Outros dois conceitos problemáticos são os de “conta inautêntica” e “disseminadores artificiais”.
Pelo PL 2630/2020, “conta inautêntica” é uma “conta criada ou usada com o propósito de disseminar desinformação ou assumir identidade de terceira pessoa para enganar o público”. “Uma coisa não tem nada a ver com a outra. A conta do presidente da República agora vai ser considerada uma conta inautêntica?”, questiona Bia Barbosa, da Coalizão Direitos na Rede e da coordenação do Intervozes.
Ainda segundo o projeto e lei, “disseminadores artificiais” são “qualquer programa de computador ou tecnologia empregada para simular, substituir ou facilitar atividades de humanos na disseminação de conteúdo em aplicações de internet”, que remete aos bots/robôs. “Frisamos que é preciso conceituar rede de disseminação artificial como comportamento coordenado e articulado por intermédio de contas automatizadas não identificadas ou por tecnologia não fornecida pelo provedor de aplicação de internet com fim de impactar de forma artificial a distribuição de conteúdos”, sugere o Intervozes na síntese da análise do PL 2630/2020, que também compõem o texto de proposições apresentado pela Coalizão Direitos na Rede.
Jonas Valente, do LapCom, lembra que a utilização de robôs é necessária em vários espaços, como serviços públicos, por exemplo. Diante disso, uma das saídas apontadas para a utilização de robôs nas redes sociais recai, mais uma vez, na transparência. “Se eu vou criar uma conta automatizada, eu informo a plataforma e o público, e a plataforma sinaliza que aquela conta é artificial. Ou seja, no momento que eu estiver discutindo com alguém no Facebook, no Twitter, e alguém entrar fazendo um comentário, ou no momento que eu verificar uma postagem, eu vou saber se aquilo é uma pessoa ou um robô”, diz Valente.

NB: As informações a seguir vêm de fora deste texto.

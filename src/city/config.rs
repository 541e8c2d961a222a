//! Generation settings passed explicitly into the generator

use anyhow::{bail, Result};
use clap::ValueEnum;
use std::fmt;
use std::ops::Range;

use super::types::MIN_LAYOUT_SIZE;

/// Road network topology
#[derive(Debug, Clone, Copy, PartialEq, Eq, Default, ValueEnum)]
pub enum RoadPattern {
    /// Evenly spaced vertical and horizontal streets
    #[default]
    Grid,
    /// Spokes from the center plus concentric rings
    Radial,
    /// Unconnected random segments
    Random,
}

impl fmt::Display for RoadPattern {
    fn fmt(&self, f: &mut fmt::Formatter<'_>) -> fmt::Result {
        let name = match self {
            RoadPattern::Grid => "GRID",
            RoadPattern::Radial => "RADIAL",
            RoadPattern::Random => "RANDOM",
        };
        f.write_str(name)
    }
}

/// Height tier applied to every building in a generation
#[derive(Debug, Clone, Copy, PartialEq, Eq, Default, ValueEnum)]
pub enum Skyline {
    LowRise,
    #[default]
    MidRise,
    Skyscraper,
}

impl Skyline {
    /// Half-open height range for the tier
    pub fn height_range(self) -> Range<f32> {
        match self {
            Skyline::LowRise => 20.0..50.0,
            Skyline::MidRise => 50.0..100.0,
            Skyline::Skyscraper => 100.0..200.0,
        }
    }

    pub fn midpoint_height(self) -> f32 {
        let range = self.height_range();
        (range.start + range.end) * 0.5
    }

    /// The tier a height falls in; heights above every tier count as skyscrapers
    pub fn for_height(height: f32) -> Skyline {
        if height < Skyline::LowRise.height_range().end {
            Skyline::LowRise
        } else if height < Skyline::MidRise.height_range().end {
            Skyline::MidRise
        } else {
            Skyline::Skyscraper
        }
    }

    pub fn next(self) -> Skyline {
        match self {
            Skyline::LowRise => Skyline::MidRise,
            Skyline::MidRise => Skyline::Skyscraper,
            Skyline::Skyscraper => Skyline::LowRise,
        }
    }
}

impl fmt::Display for Skyline {
    fn fmt(&self, f: &mut fmt::Formatter<'_>) -> fmt::Result {
        let name = match self {
            Skyline::LowRise => "LOW RISE",
            Skyline::MidRise => "MID RISE",
            Skyline::Skyscraper => "SKYSCRAPER",
        };
        f.write_str(name)
    }
}

/// Everything `generate` needs to build a city
#[derive(Debug, Clone, Copy, PartialEq, Eq)]
pub struct CityConfig {
    /// Target number of buildings; placement may fall short
    pub building_count: usize,
    /// Side length of the square layout
    pub layout_size: i32,
    pub road_pattern: RoadPattern,
    pub skyline: Skyline,
}

impl Default for CityConfig {
    fn default() -> Self {
        Self {
            building_count: 30,
            layout_size: 600,
            road_pattern: RoadPattern::Grid,
            skyline: Skyline::MidRise,
        }
    }
}

impl CityConfig {
    pub fn new(
        building_count: usize,
        layout_size: i32,
        road_pattern: RoadPattern,
        skyline: Skyline,
    ) -> Self {
        Self {
            building_count,
            layout_size,
            road_pattern,
            skyline,
        }
    }

    /// Reject layouts too small to hold a single generated building
    pub fn validate(&self) -> Result<()> {
        if self.layout_size < MIN_LAYOUT_SIZE {
            bail!(
                "Layout size {} is below the minimum of {}",
                self.layout_size,
                MIN_LAYOUT_SIZE
            );
        }
        Ok(())
    }
}
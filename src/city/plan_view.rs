//! Top-down planning view drawn into a character grid
//!
//! Geometry is scaled from layout units into cells first and then scan
//! converted with the rasterizer, so every glyph on the map is a pixel the
//! rasterizer produced.

use std::fmt;

use super::raster::{rasterize_circle, rasterize_line, rasterize_rect_outline};
use super::types::{Building, Park, Point2D, Road};
use super::vehicle::Vehicle;

pub const ROAD_GLYPH: char = '#';
pub const PARK_GLYPH: char = 'o';
pub const BUILDING_GLYPH: char = 'B';
pub const LIT_BUILDING_GLYPH: char = '*';
pub const VEHICLE_GLYPH: char = 'V';
const EMPTY_GLYPH: char = '.';

/// Character raster covering a square layout
pub struct PlanCanvas {
    width: usize,
    height: usize,
    scale_x: f32,
    scale_y: f32,
    cells: Vec<Vec<char>>,
}

impl PlanCanvas {
    /// Canvas `columns` wide. Rows are halved because terminal cells are tall.
    pub fn new(layout_size: i32, columns: usize) -> Self {
        let width = columns.max(2);
        let height = (width / 2).max(1);
        let size = layout_size.max(1) as f32;

        Self {
            width,
            height,
            scale_x: (width - 1) as f32 / size,
            scale_y: (height - 1) as f32 / size,
            cells: vec![vec![EMPTY_GLYPH; width]; height],
        }
    }

    pub fn width(&self) -> usize {
        self.width
    }

    pub fn height(&self) -> usize {
        self.height
    }

    pub fn glyph_at(&self, column: usize, row: usize) -> Option<char> {
        self.cells.get(row).and_then(|line| line.get(column)).copied()
    }

    /// How many cells currently show `glyph`
    pub fn count(&self, glyph: char) -> usize {
        self.cells
            .iter()
            .flat_map(|line| line.iter())
            .filter(|&&c| c == glyph)
            .count()
    }

    /// Layout point to cell coordinates
    pub fn to_cell(&self, x: f32, y: f32) -> Point2D {
        Point2D::new(
            (x * self.scale_x).round() as i32,
            (y * self.scale_y).round() as i32,
        )
    }

    /// Set a single cell; points outside the canvas are clipped
    pub fn plot(&mut self, point: Point2D, glyph: char) {
        if point.x < 0 || point.y < 0 {
            return;
        }
        if let Some(cell) = self
            .cells
            .get_mut(point.y as usize)
            .and_then(|line| line.get_mut(point.x as usize))
        {
            *cell = glyph;
        }
    }

    pub fn plot_all(&mut self, points: impl IntoIterator<Item = Point2D>, glyph: char) {
        for point in points {
            self.plot(point, glyph);
        }
    }

    pub fn draw_road(&mut self, road: &Road) {
        let start = self.to_cell(road.start.x as f32, road.start.y as f32);
        let end = self.to_cell(road.end.x as f32, road.end.y as f32);
        self.plot_all(rasterize_line(start, end), ROAD_GLYPH);
    }

    pub fn draw_park(&mut self, park: &Park) {
        let center = self.to_cell(park.center.x as f32, park.center.y as f32);
        let radius = (park.radius as f32 * self.scale_x).round() as i32;
        let radius_rows = (park.radius as f32 * self.scale_y).round() as i32;

        // Cells are twice as tall as wide, so squash the circle vertically
        let points = rasterize_circle(Point2D::new(0, 0), radius)
            .into_iter()
            .map(|p| {
                let y = if radius > 0 { p.y * radius_rows / radius } else { 0 };
                Point2D::new(center.x + p.x, center.y + y)
            });
        self.plot_all(points, PARK_GLYPH);
    }

    pub fn draw_building(&mut self, building: &Building, lit: bool) {
        let footprint = building.footprint();
        let min = self.to_cell(footprint.x, footprint.y);
        let max = self.to_cell(footprint.x + footprint.width, footprint.y + footprint.depth);
        let glyph = if lit { LIT_BUILDING_GLYPH } else { BUILDING_GLYPH };
        self.plot_all(rasterize_rect_outline(min, max), glyph);
    }

    pub fn draw_vehicle(&mut self, vehicle: &Vehicle) {
        let cell = self.to_cell(vehicle.position.x, vehicle.position.z);
        self.plot(cell, VEHICLE_GLYPH);
    }
}

impl fmt::Display for PlanCanvas {
    fn fmt(&self, f: &mut fmt::Formatter<'_>) -> fmt::Result {
        for line in &self.cells {
            let line: String = line.iter().collect();
            writeln!(f, "{}", line)?;
        }
        Ok(())
    }
}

Além desses pontos, o PL 2630 ainda não prevê meios para que o usuário que tenha sua postagem classificada como desinformação pela plataforma tenha o direito de se defender antes que a conta seja removida; e obriga aplicativos de mensagem, como WhatsApp, a identificar o que é conteúdo falso, o que põe em risco a criptografia e, consequentemente, a segurança e a privacidade das pessoas. Ao mesmo tempo, o projeto não proíbe a utilização de disparadores de mensagem em massa externo aos aplicativos de mensagens, indicados como um dos principais problemas na disseminação da desinformação nesse tipo de aplicativo.
Todos esses e outros pontos são destacados pelas organizações que compõem a Coalizão Direitos na Rede, seguidos de propostas para mitigar os prejuízos do PL. “Entendemos que a proposta da Coalizão Direitos na Rede consegue solucionar boa parte dos prejuízos do PL 2630/2020, mas este projeto não é aquele que defendemos para regulação de plataforma. É importante limitar o poder das plataformas em moderação excessiva, aquela não aderente aos padrões internacionais de direitos humanos, e isso o PL não traz. Não incluímos isso porque há uma pressão para celeridade no processo que impede uma contribuição mais qualificada que a redução de danos”, destaca a coordenadora do Coletivo Brasil de Comunicação Intervozes Marina Pita.